First, we recommend adjustments in the design of yeast strains to limit illicit appeal. These measures included producing end-products with less appeal for illicit use, making yeast strains harder to cultivate, and creating markers to enable easy detection of opiate-producing strains. Second, we recommend basic lab security measures and personnel checks to limit the likelihood of theft or sale of opiate-producing strains from academic labs. Third, we recommend measures to make it harder for criminal organizations to engineer yeast strains … by asking gene-synthesis consortiums and firms to screen orders by adding opiate-producing, nonpathogenic yeast strains to current blacklists of pathogens. Fourth, we recommend changes in domestic regulations, including licensing of opiate-producing yeast strains and activation of international consultation mechanisms in the International Narcotics Control Board and the International Expert Group on Biosecurity and Biosafety Regulation.
Finally, the case of opiate synthesis in yeast should be viewed in light of two broader trends.

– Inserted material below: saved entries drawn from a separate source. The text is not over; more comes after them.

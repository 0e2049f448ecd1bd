//! Actor metrics and mailbox monitoring.
//!
//! | Actor     | Normal | Warning | Critical |
//! |-----------|--------|---------|----------|
//! | Lifecycle | < 100  | 100-500 | > 500    |
//!
//! A deep lifecycle mailbox means platform REST calls are slow and voice
//! events are piling up behind them.

use crate::observability::metrics::set_actor_mailbox_depth;
use std::sync::atomic::{AtomicU64, AtomicUsize, Ordering};
use std::sync::Arc;
use tracing::{debug, warn};

/// Mailbox depth thresholds for the lifecycle actor.
pub const LIFECYCLE_MAILBOX_NORMAL: usize = 100;
pub const LIFECYCLE_MAILBOX_WARNING: usize = 500;

/// Mailbox depth level for alerting.
#[derive(Debug, Clone, Copy, PartialEq, Eq)]
pub enum MailboxLevel {
    /// Below normal threshold.
    Normal,
    /// Between normal and warning thresholds.
    Warning,
    /// Above warning threshold.
    Critical,
}

/// Mailbox monitor for tracking queue depth and emitting metrics.
///
/// The actor reports the real queue length (`Receiver::len`) around each
/// message, so depth reflects how many requests are waiting behind a slow
/// handler.
#[derive(Debug)]
pub struct MailboxMonitor {
    actor_type: &'static str,
    normal_threshold: usize,
    warning_threshold: usize,
    depth: AtomicUsize,
    peak_depth: AtomicUsize,
    messages_processed: AtomicU64,
}

impl MailboxMonitor {
    #[must_use]
    pub fn new(
        actor_type: &'static str,
        normal_threshold: usize,
        warning_threshold: usize,
    ) -> Self {
        Self {
            actor_type,
            normal_threshold,
            warning_threshold,
            depth: AtomicUsize::new(0),
            peak_depth: AtomicUsize::new(0),
            messages_processed: AtomicU64::new(0),
        }
    }

    /// Monitor with the lifecycle actor thresholds.
    #[must_use]
    pub fn lifecycle() -> Self {
        Self::new(
            "lifecycle",
            LIFECYCLE_MAILBOX_NORMAL,
            LIFECYCLE_MAILBOX_WARNING,
        )
    }

    /// Record the number of messages queued (including the one in hand).
    pub fn record_depth(&self, depth: usize) {
        let previous = self.depth.swap(depth, Ordering::Relaxed);
        self.peak_depth.fetch_max(depth, Ordering::Relaxed);
        set_actor_mailbox_depth(self.actor_type, depth);

        let level = self.level_for_depth(depth);
        if level == self.level_for_depth(previous) {
            return;
        }
        match level {
            MailboxLevel::Critical => warn!(
                target: "vc.actor.mailbox",
                actor_type = self.actor_type,
                depth,
                threshold = self.warning_threshold,
                "Mailbox depth critical"
            ),
            MailboxLevel::Warning if previous < depth => debug!(
                target: "vc.actor.mailbox",
                actor_type = self.actor_type,
                depth,
                "Mailbox depth elevated"
            ),
            _ => {}
        }
    }

    /// Record a message as handled.
    pub fn record_processed(&self) {
        self.messages_processed.fetch_add(1, Ordering::Relaxed);
    }

    #[must_use]
    pub fn current_depth(&self) -> usize {
        self.depth.load(Ordering::Relaxed)
    }

    #[must_use]
    pub fn peak_depth(&self) -> usize {
        self.peak_depth.load(Ordering::Relaxed)
    }

    #[must_use]
    pub fn messages_processed(&self) -> u64 {
        self.messages_processed.load(Ordering::Relaxed)
    }

    #[must_use]
    pub fn current_level(&self) -> MailboxLevel {
        self.level_for_depth(self.current_depth())
    }

    fn level_for_depth(&self, depth: usize) -> MailboxLevel {
        if depth > self.warning_threshold {
            MailboxLevel::Critical
        } else if depth > self.normal_threshold {
            MailboxLevel::Warning
        } else {
            MailboxLevel::Normal
        }
    }
}

/// Session counters kept by the lifecycle state machine and reported
/// through [`ControllerStatus`](super::ControllerStatus).
#[derive(Debug, Default)]
pub struct ActorMetrics {
    sessions_started: AtomicU64,
    sessions_ended: AtomicU64,
}

impl ActorMetrics {
    #[must_use]
    pub fn new() -> Arc<Self> {
        Arc::new(Self::default())
    }

    pub fn session_started(&self) {
        self.sessions_started.fetch_add(1, Ordering::Relaxed);
    }

    pub fn session_ended(&self) {
        self.sessions_ended.fetch_add(1, Ordering::Relaxed);
    }

    #[must_use]
    pub fn sessions_started(&self) -> u64 {
        self.sessions_started.load(Ordering::Relaxed)
    }

    #[must_use]
    pub fn sessions_ended(&self) -> u64 {
        self.sessions_ended.load(Ordering::Relaxed)
    }
}

#[cfg(test)]
#[allow(clippy::unwrap_used, clippy::expect_used)]
mod tests {
    use super::*;

    #[test]
    fn test_mailbox_monitor_tracks_depth_and_peak() {
        let monitor = MailboxMonitor::lifecycle();

        monitor.record_depth(3);
        monitor.record_depth(1);
        assert_eq!(monitor.current_depth(), 1);
        assert_eq!(monitor.peak_depth(), 3);

        monitor.record_processed();
        monitor.record_processed();
        assert_eq!(monitor.messages_processed(), 2);
    }

    #[test]
    fn test_mailbox_monitor_levels() {
        let monitor = MailboxMonitor::new("test", 2, 4);
        assert_eq!(monitor.current_level(), MailboxLevel::Normal);

        monitor.record_depth(3);
        assert_eq!(monitor.current_level(), MailboxLevel::Warning);

        monitor.record_depth(5);
        assert_eq!(monitor.current_level(), MailboxLevel::Critical);

        monitor.record_depth(0);
        assert_eq!(monitor.current_level(), MailboxLevel::Normal);
        assert_eq!(monitor.peak_depth(), 5);
    }

    #[test]
    fn test_actor_metrics_session_counts() {
        let metrics = ActorMetrics::new();

        metrics.session_started();
        metrics.session_started();
        metrics.session_ended();

        assert_eq!(metrics.sessions_started(), 2);
        assert_eq!(metrics.sessions_ended(), 1);
    }
}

One is that the field of biological engineering is now moving very quickly. New tools like CRISPR, used for gene editing, are more efficient, and inventories of biological parts suitable for repurposing are now useful in a practical way. Results that were once an abstract possibility are being realized—gene drives, human germline modification, and opiate synthesis are examples.
Another is that technologists developing these powerful applications are now stepping forward early to encourage discussion of benefits and risks before, rather than after, the fact—early enough to conduct research to address areas of uncertainty, early enough to identify gaps in domestic regulations and international conventions, and early enough to have a deliberate and informed discussion of risks. Prominent scientists have stepped forward early in the case of opiate synthesis, gene drives, and human germline modification. Furthermore, the National Science Foundation, the Sloan Foundation, and other funders have provided support for precisely this sort of responsible engagement.
The particulars of the opiate synthesis case are significant. But these two more general trends are the important larger story.